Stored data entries
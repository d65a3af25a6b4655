//! Error types for the cache server
//!
//! Provides unified error handling using thiserror.

use axum::{
    http::StatusCode,
    response::{IntoResponse, Response},
    Json,
};
use thiserror::Error;

use crate::models::ErrorResponse;

// == Cache Error Enum ==
/// Unified error type for the cache server.
#[derive(Error, Debug, Clone, PartialEq, Eq)]
pub enum CacheError {
    /// Key not found in cache
    #[error("Key not found: {0}")]
    NotFound(String),

    /// Invalid request data
    #[error("Invalid request: {0}")]
    InvalidRequest(String),

    /// Value rejected by the per-entry size limit
    #[error("Entry too large: {size} bytes exceeds limit of {max} bytes")]
    EntryTooLarge { size: usize, max: usize },
}

// == Config Error Enum ==
/// Invalid construction parameters, reported before the cache starts serving.
#[derive(Error, Debug, Clone, PartialEq, Eq)]
pub enum ConfigError {
    #[error("cache capacity must be greater than zero")]
    ZeroCapacity,

    #[error("max entry size must be greater than zero")]
    ZeroEntrySize,

    #[error("shard count {shards} must be between 1 and capacity {capacity}")]
    InvalidShards { shards: usize, capacity: usize },

    #[error("environment variable {name} has invalid value {value:?}")]
    InvalidValue { name: String, value: String },
}

// == IntoResponse Implementation ==
impl IntoResponse for CacheError {
    fn into_response(self) -> Response {
        let status = match &self {
            CacheError::NotFound(_) => StatusCode::NOT_FOUND,
            CacheError::InvalidRequest(_) => StatusCode::BAD_REQUEST,
            CacheError::EntryTooLarge { .. } => StatusCode::PAYLOAD_TOO_LARGE,
        };

        let body = Json(ErrorResponse::new(self.to_string()));

        (status, body).into_response()
    }
}

// == Result Type Alias ==
/// Convenience Result type for the cache server.
pub type Result<T> = std::result::Result<T, CacheError>;
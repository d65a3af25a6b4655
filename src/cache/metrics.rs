//! Cache Metrics Module
//!
//! Tracks cache performance metrics including hits, misses, and evictions.

use std::sync::atomic::{AtomicU64, Ordering};

use serde::Serialize;

// == Metrics Snapshot ==
/// Point-in-time copy of the cache counters.
#[derive(Debug, Clone, Copy, Default, PartialEq, Serialize)]
#[serde(rename_all = "camelCase")]
pub struct MetricsSnapshot {
    /// Number of successful cache retrievals
    pub hits: u64,
    /// Number of failed cache retrievals
    pub misses: u64,
    /// Number of entries evicted due to LRU policy
    pub evictions: u64,
    /// hits / (hits + misses), 0.0 with no lookups
    pub hit_ratio: f64,
}

impl MetricsSnapshot {
    /// Builds a snapshot, deriving the hit ratio from the counters.
    pub fn new(hits: u64, misses: u64, evictions: u64) -> Self {
        let total = hits + misses;
        let hit_ratio = if total == 0 {
            0.0
        } else {
            hits as f64 / total as f64
        };
        Self {
            hits,
            misses,
            evictions,
            hit_ratio,
        }
    }

    /// Total number of lookups (hits + misses).
    pub fn lookups(&self) -> u64 {
        self.hits + self.misses
    }
}

impl std::iter::Sum for MetricsSnapshot {
    fn sum<I: Iterator<Item = Self>>(iter: I) -> Self {
        let (hits, misses, evictions) = iter.fold((0, 0, 0), |(h, m, e), s| {
            (h + s.hits, m + s.misses, e + s.evictions)
        });
        Self::new(hits, misses, evictions)
    }
}

// == Cache Metrics ==
/// Live counters owned by a single cache instance.
///
/// Writers increment while holding the cache lock; readers take a
/// snapshot without it and may observe a slightly stale view.
#[derive(Debug, Default)]
pub struct CacheMetrics {
    hits: AtomicU64,
    misses: AtomicU64,
    evictions: AtomicU64,
}

impl CacheMetrics {
    pub fn new() -> Self {
        Self::default()
    }

    pub fn record_hit(&self) {
        self.hits.fetch_add(1, Ordering::Relaxed);
    }

    pub fn record_miss(&self) {
        self.misses.fetch_add(1, Ordering::Relaxed);
    }

    pub fn record_eviction(&self) {
        self.evictions.fetch_add(1, Ordering::Relaxed);
    }

    /// Zeroes all counters.
    pub fn reset(&self) {
        self.hits.store(0, Ordering::Relaxed);
        self.misses.store(0, Ordering::Relaxed);
        self.evictions.store(0, Ordering::Relaxed);
    }

    pub fn snapshot(&self) -> MetricsSnapshot {
        MetricsSnapshot::new(
            self.hits.load(Ordering::Relaxed),
            self.misses.load(Ordering::Relaxed),
            self.evictions.load(Ordering::Relaxed),
        )
    }
}

// == Unit Tests ==
#[cfg(test)]
mod tests {
    use super::*;

    #[test]
    fn test_metrics_new() {
        let metrics = CacheMetrics::new();
        assert_eq!(metrics.snapshot(), MetricsSnapshot::new(0, 0, 0));
    }

    #[test]
    fn test_hit_ratio_no_requests() {
        let snapshot = CacheMetrics::new().snapshot();
        assert_eq!(snapshot.hit_ratio, 0.0);
    }

    #[test]
    fn test_hit_ratio_all_hits() {
        let metrics = CacheMetrics::new();
        metrics.record_hit();
        metrics.record_hit();
        metrics.record_hit();
        assert_eq!(metrics.snapshot().hit_ratio, 1.0);
    }

    #[test]
    fn test_hit_ratio_all_misses() {
        let metrics = CacheMetrics::new();
        metrics.record_miss();
        metrics.record_miss();
        assert_eq!(metrics.snapshot().hit_ratio, 0.0);
    }

    #[test]
    fn test_hit_ratio_mixed() {
        let metrics = CacheMetrics::new();
        metrics.record_hit();
        metrics.record_miss();
        metrics.record_miss();
        metrics.record_miss();
        let snapshot = metrics.snapshot();
        assert_eq!(snapshot.hit_ratio, 0.25);
        assert_eq!(snapshot.lookups(), 4);
    }

    #[test]
    fn test_record_eviction() {
        let metrics = CacheMetrics::new();
        metrics.record_eviction();
        metrics.record_eviction();
        assert_eq!(metrics.snapshot().evictions, 2);
    }

    #[test]
    fn test_reset_zeroes_counters() {
        let metrics = CacheMetrics::new();
        metrics.record_hit();
        metrics.record_miss();
        metrics.record_eviction();

        metrics.reset();
        assert_eq!(metrics.snapshot(), MetricsSnapshot::new(0, 0, 0));
    }

    #[test]
    fn test_snapshot_sum_recomputes_ratio() {
        let total: MetricsSnapshot = vec![
            MetricsSnapshot::new(3, 1, 2),
            MetricsSnapshot::new(1, 3, 0),
        ]
        .into_iter()
        .sum();

        assert_eq!(total.hits, 4);
        assert_eq!(total.misses, 4);
        assert_eq!(total.evictions, 2);
        assert_eq!(total.hit_ratio, 0.5);
    }

    #[test]
    fn test_snapshot_serializes_camel_case() {
        let json = serde_json::to_value(MetricsSnapshot::new(1, 1, 0)).unwrap();
        assert_eq!(json["hits"], 1);
        assert_eq!(json["misses"], 1);
        assert_eq!(json["evictions"], 0);
        assert_eq!(json["hitRatio"], 0.5);
    }
}
//! Sharded Cache Module
//!
//! Splits the key space across independently locked `LruCache` shards.

use std::borrow::Borrow;
use std::collections::hash_map::RandomState;
use std::fmt;
use std::hash::{BuildHasher, Hash};

use crate::cache::{EntrySize, LruCache, MetricsSnapshot, PutOutcome};
use crate::error::{ConfigError, Result};

// == Sharded LRU Cache ==
/// A set of `LruCache` shards selected by key hash.
///
/// Each shard owns its own lock, index, list and counters, so operations on
/// different shards never contend. Recency order is kept per shard: an entry
/// can be evicted from a full shard while another shard holds older ones.
/// With a single shard this behaves exactly like one `LruCache`.
#[derive(Debug)]
pub struct ShardedLruCache<K, V> {
    shards: Box<[LruCache<K, V>]>,
    hasher: RandomState,
    capacity: usize,
    max_entry_size_bytes: usize,
}

impl<K, V> ShardedLruCache<K, V>
where
    K: Hash + Eq + Clone + fmt::Debug,
    V: Clone + EntrySize,
{
    // == Constructor ==
    /// Creates a cache of `shard_count` shards sharing `capacity` entries.
    ///
    /// Shard `i` receives `capacity / shard_count` entries plus one more when
    /// `i < capacity % shard_count`, so the shard capacities add up to `capacity`.
    pub fn new(
        capacity: usize,
        max_entry_size_bytes: usize,
        shard_count: usize,
    ) -> std::result::Result<Self, ConfigError> {
        if capacity == 0 {
            return Err(ConfigError::ZeroCapacity);
        }
        if shard_count == 0 || shard_count > capacity {
            return Err(ConfigError::InvalidShards {
                shards: shard_count,
                capacity,
            });
        }

        let base = capacity / shard_count;
        let extra = capacity % shard_count;
        let shards = (0..shard_count)
            .map(|i| LruCache::new(base + usize::from(i < extra), max_entry_size_bytes))
            .collect::<std::result::Result<Vec<_>, _>>()?;

        Ok(Self {
            shards: shards.into_boxed_slice(),
            hasher: RandomState::new(),
            capacity,
            max_entry_size_bytes,
        })
    }

    fn shard<Q>(&self, key: &Q) -> &LruCache<K, V>
    where
        Q: Hash + ?Sized,
    {
        let idx = (self.hasher.hash_one(key) % self.shards.len() as u64) as usize;
        &self.shards[idx]
    }

    // == Operations ==
    /// Stores a key-value pair in the key's shard.
    pub fn put(&self, key: K, value: V) -> Result<PutOutcome<K>> {
        self.shard(&key).put(key, value)
    }

    /// Retrieves a value from the key's shard, marking it most recently used.
    pub fn get<Q>(&self, key: &Q) -> Option<V>
    where
        K: Borrow<Q>,
        Q: Hash + Eq + ?Sized,
    {
        self.shard(key).get(key)
    }

    pub fn contains<Q>(&self, key: &Q) -> bool
    where
        K: Borrow<Q>,
        Q: Hash + Eq + ?Sized,
    {
        self.shard(key).contains(key)
    }

    /// Clears every shard and resets its counters.
    pub fn clear(&self) {
        for shard in self.shards.iter() {
            shard.clear();
        }
    }

    /// Sums the counters of every shard and recomputes the hit ratio.
    pub fn metrics(&self) -> MetricsSnapshot {
        self.shards.iter().map(LruCache::metrics).sum()
    }

    pub fn len(&self) -> usize {
        self.shards.iter().map(LruCache::len).sum()
    }

    pub fn is_empty(&self) -> bool {
        self.shards.iter().all(LruCache::is_empty)
    }

    pub fn capacity(&self) -> usize {
        self.capacity
    }

    pub fn max_entry_size_bytes(&self) -> usize {
        self.max_entry_size_bytes
    }

    pub fn shard_count(&self) -> usize {
        self.shards.len()
    }
}
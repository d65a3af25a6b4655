//! Request DTOs for the cache server API
//!
//! Defines the structure of incoming HTTP request bodies.

use serde::Deserialize;

/// Request body for the store operation (POST /api/cache/store)
///
/// # Fields
/// - `key`: The cache key to store the value under
/// - `value`: The value to store
#[derive(Debug, Clone, Deserialize)]
pub struct StoreRequest {
    /// The cache key
    pub key: String,
    /// The value to store
    pub value: String,
}

impl StoreRequest {
    /// Validates the request data
    ///
    /// Returns an error message if validation fails, None if valid.
    /// Value size is checked by the cache itself.
    pub fn validate(&self) -> Option<String> {
        if self.key.is_empty() {
            return Some("Key cannot be empty".to_string());
        }
        None
    }
}
//! Cache Module
//!
//! Provides a fixed-capacity in-memory cache with LRU eviction, hit/miss
//! metrics and a per-entry size limit.

mod entry;
mod list;
mod lru;
mod metrics;
mod sharded;


// Re-export public types
pub use entry::EntrySize;
pub(crate) use list::RecencyList;
pub use lru::{LruCache, PutOutcome};
pub use metrics::{CacheMetrics, MetricsSnapshot};
pub use sharded::ShardedLruCache;

// == Public Constants ==
/// Default maximum number of live entries
pub const DEFAULT_CAPACITY: usize = 1000;

/// Default maximum value size in bytes
pub const DEFAULT_MAX_ENTRY_SIZE_BYTES: usize = 1024 * 1024; // 1 MB
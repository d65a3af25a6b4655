//! Request and Response models for the cache server API
//!
//! This module defines the DTOs (Data Transfer Objects) used for
//! serializing/deserializing HTTP request and response bodies.

pub mod requests;
pub mod responses;

// Re-export commonly used types
pub use requests::StoreRequest;
pub use responses::{ClearResponse, ErrorResponse, RetrieveResponse, StatusResponse, StoreResponse};
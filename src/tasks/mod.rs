//! Background Tasks Module
//!
//! Contains background tasks that run periodically during server operation.
//!
//! # Tasks
//! - Metrics Reporter: Logs cache metrics at configured intervals

mod reporter;

pub use reporter::spawn_metrics_reporter;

* The problem:
Your reply must contain exactly the lines from the first line of the data through the line holding "use thiserror::Error;", and nothing more.

* Your response:
repository d65a3af25a6b4655
//! Error types for the cache server
//!
//! Provides unified error handling using thiserror.

use axum::{
    http::StatusCode,
    response::{IntoResponse, Response},
    Json,
};
use thiserror::Error;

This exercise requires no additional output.